§ **Provided data**:
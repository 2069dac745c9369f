use thiserror::Error;

#[derive(Debug, Error)]
pub enum PageTableError {
    #[error("invalid configuration: {0}")]
    InvalidConfiguration(String),
    #[error("font unavailable ({source_name}): {reason}")]
    FontUnavailable { source_name: String, reason: String },
    #[error("row {row_index} cannot fit on an empty page: {details}")]
    UnplaceableRow { row_index: usize, details: String },
    #[error("pdf error: {0}")]
    Pdf(#[from] lopdf::Error),
    #[error("io error: {0}")]
    Io(#[from] std::io::Error),
}

impl PageTableError {
    pub(crate) fn font(source_name: impl Into<String>, reason: impl Into<String>) -> Self {
        PageTableError::FontUnavailable {
            source_name: source_name.into(),
            reason: reason.into(),
        }
    }
}

pub type Result<T> = std::result::Result<T, PageTableError>;
impl PageTable {
    pub fn builder() -> PageTableBuilder {
        PageTableBuilder::new()
    }

    pub fn geometry(&self) -> &TableGeometry {
        &self.geometry
    }

    pub fn style(&self) -> &TableStyle {
        &self.style
    }

    fn emit_debug_summary(&self, context: &str) {
        if let Some(logger) = &self.debug {
            logger.emit_summary(context);
            logger.flush();
        }
    }

    fn renderer<'a>(
        &'a self,
        columns: &'a [ColumnSpec],
        body: &'a FontMeasurer<'a>,
        header: &'a FontMeasurer<'a>,
    ) -> TableRenderer<'a> {
        let header_role = if self.bold_font.is_some() {
            FontRole::Bold
        } else {
            FontRole::Regular
        };
        TableRenderer::new(&self.geometry, &self.style, columns, body)
            .with_header_font(header_role, header)
            .with_debug(self.debug.as_ref())
    }

    fn header_measurer(&self) -> FontMeasurer<'_> {
        let font = self.bold_font.as_deref().unwrap_or(&*self.body_font);
        FontMeasurer::new(font, self.geometry.header_font_size)
    }

    /// Wraps every row exactly as layout would, without drawing anything.
    pub fn wrap_rows(&self, columns: &[ColumnSpec], rows: &[RowRecord]) -> Result<Vec<WrappedRow>> {
        let body = FontMeasurer::new(&self.body_font, self.geometry.font_size);
        let header = self.header_measurer();
        let renderer = self.renderer(columns, &body, &header);
        let grid = renderer.grid()?;
        Ok(rows
            .iter()
            .enumerate()
            .map(|(index, row)| renderer.wrap_row(index, row, &grid))
            .collect())
    }

    fn layout_table(&self, columns: &[ColumnSpec], rows: &[RowRecord]) -> Result<RenderedTable> {
        let body = FontMeasurer::new(&self.body_font, self.geometry.font_size);
        let header = self.header_measurer();
        let mut rendered = self.renderer(columns, &body, &header).render(rows)?;

        match self.bold_font.as_deref() {
            Some(bold) => stamp_page_numbers(
                &mut rendered.document,
                &self.page_label,
                &self.geometry,
                self.style.text_color,
                &FontMeasurer::new(bold, self.page_label.font_size),
            ),
            None => stamp_page_numbers(
                &mut rendered.document,
                &self.page_label,
                &self.geometry,
                self.style.text_color,
                &StandardBoldMeasurer {
                    size: self.page_label.font_size,
                },
            ),
        }
        Ok(rendered)
    }

    /// Lays the table out into per-page drawing commands, page labels included.
    pub fn layout(&self, columns: &[ColumnSpec], rows: &[RowRecord]) -> Result<Document> {
        let rendered = self.layout_table(columns, rows)?;
        self.emit_debug_summary("layout");
        Ok(rendered.document)
    }

    pub fn render(&self, columns: &[ColumnSpec], rows: &[RowRecord]) -> Result<Vec<u8>> {
        self.render_with_metrics(columns, rows).map(|(bytes, _)| bytes)
    }

    pub fn render_with_metrics(
        &self,
        columns: &[ColumnSpec],
        rows: &[RowRecord],
    ) -> Result<(Vec<u8>, DocumentMetrics)> {
        let RenderedTable {
            document,
            mut metrics,
        } = self.layout_table(columns, rows)?;
        let fonts = PdfFonts {
            regular: &self.body_font,
            bold: self.bold_font.as_deref(),
        };
        let options = PdfOptions {
            title: self.title.as_deref(),
            compress: self.compress,
        };
        let bytes = pdf::document_to_pdf(&document, fonts, &options)?;
        metrics.record_output(&bytes);

        if let Some(logger) = &self.debug {
            logger.log_event(
                "pdf.emit",
                json!({
                    "pages": document.page_count(),
                    "rows": metrics.row_count,
                    "bytes": bytes.len(),
                    "fingerprint": metrics.fingerprint,
                }),
            );
            logger.increment("pdf.emit", 1);
        }
        info!(
            pages = document.page_count(),
            rows = metrics.row_count,
            bytes = bytes.len(),
            "table rendered"
        );
        self.emit_debug_summary("render");
        Ok((bytes, metrics))
    }

    /// Renders fully in memory first, so a failed build writes nothing.
    pub fn render_to_writer<W: Write>(
        &self,
        columns: &[ColumnSpec],
        rows: &[RowRecord],
        writer: &mut W,
    ) -> Result<usize> {
        let bytes = self.render(columns, rows)?;
        writer.write_all(&bytes)?;
        writer.flush()?;
        Ok(bytes.len())
    }

    pub fn render_to_file(
        &self,
        columns: &[ColumnSpec],
        rows: &[RowRecord],
        path: impl AsRef<Path>,
    ) -> Result<usize> {
        let bytes = self.render(columns, rows)?;
        std::fs::write(path, &bytes)?;
        Ok(bytes.len())
    }
}
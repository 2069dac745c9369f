//! Helpers for callers that reduce their own records to cell strings.

/// A per-source block of cell text, such as one program's schedule.
#[derive(Debug, Clone, PartialEq, Eq)]
pub struct LabeledBlock {
    pub label: String,
    pub text: String,
}

impl LabeledBlock {
    pub fn new(label: impl Into<String>, text: impl Into<String>) -> Self {
        Self {
            label: label.into(),
            text: text.into(),
        }
    }
}

/// Joins entries into one multi-line cell value, skipping blank entries.
pub fn join_entries<I, S>(entries: I) -> String
where
    I: IntoIterator<Item = S>,
    S: AsRef<str>,
{
    let kept: Vec<String> = entries
        .into_iter()
        .filter(|entry| !entry.as_ref().trim().is_empty())
        .map(|entry| entry.as_ref().to_string())
        .collect();
    kept.join("\n")
}

fn normalize_block(text: &str) -> String {
    let mut lines: Vec<&str> = text.lines().map(str::trim_end).collect();
    while lines.last().is_some_and(|line| line.is_empty()) {
        lines.pop();
    }
    lines.join("\n")
}

/// Collapses blocks that read the same into a single shared block.
///
/// Blocks are compared after trimming trailing whitespace from every line and
/// dropping trailing blank lines. When every block is equal the shared text is
/// returned once; otherwise each block is kept in order, prefixed by its label.
pub fn merge_identical_blocks(blocks: &[LabeledBlock]) -> String {
    let normalized: Vec<String> = blocks.iter().map(|b| normalize_block(&b.text)).collect();
    let Some(first) = normalized.first() else {
        return String::new();
    };
    if normalized.iter().all(|text| text == first) {
        return first.clone();
    }
    blocks
        .iter()
        .zip(&normalized)
        .map(|(block, text)| {
            if text.is_empty() {
                format!("{}:", block.label)
            } else {
                format!("{}:\n{}", block.label, text)
            }
        })
        .collect::<Vec<_>>()
        .join("\n")
}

§ **The task**:
Among the lines above, return those that hold the word "FontUnavailable".

§ **Answer section**:
    FontUnavailable { source_name: String, reason: String },
        PageTableError::FontUnavailable {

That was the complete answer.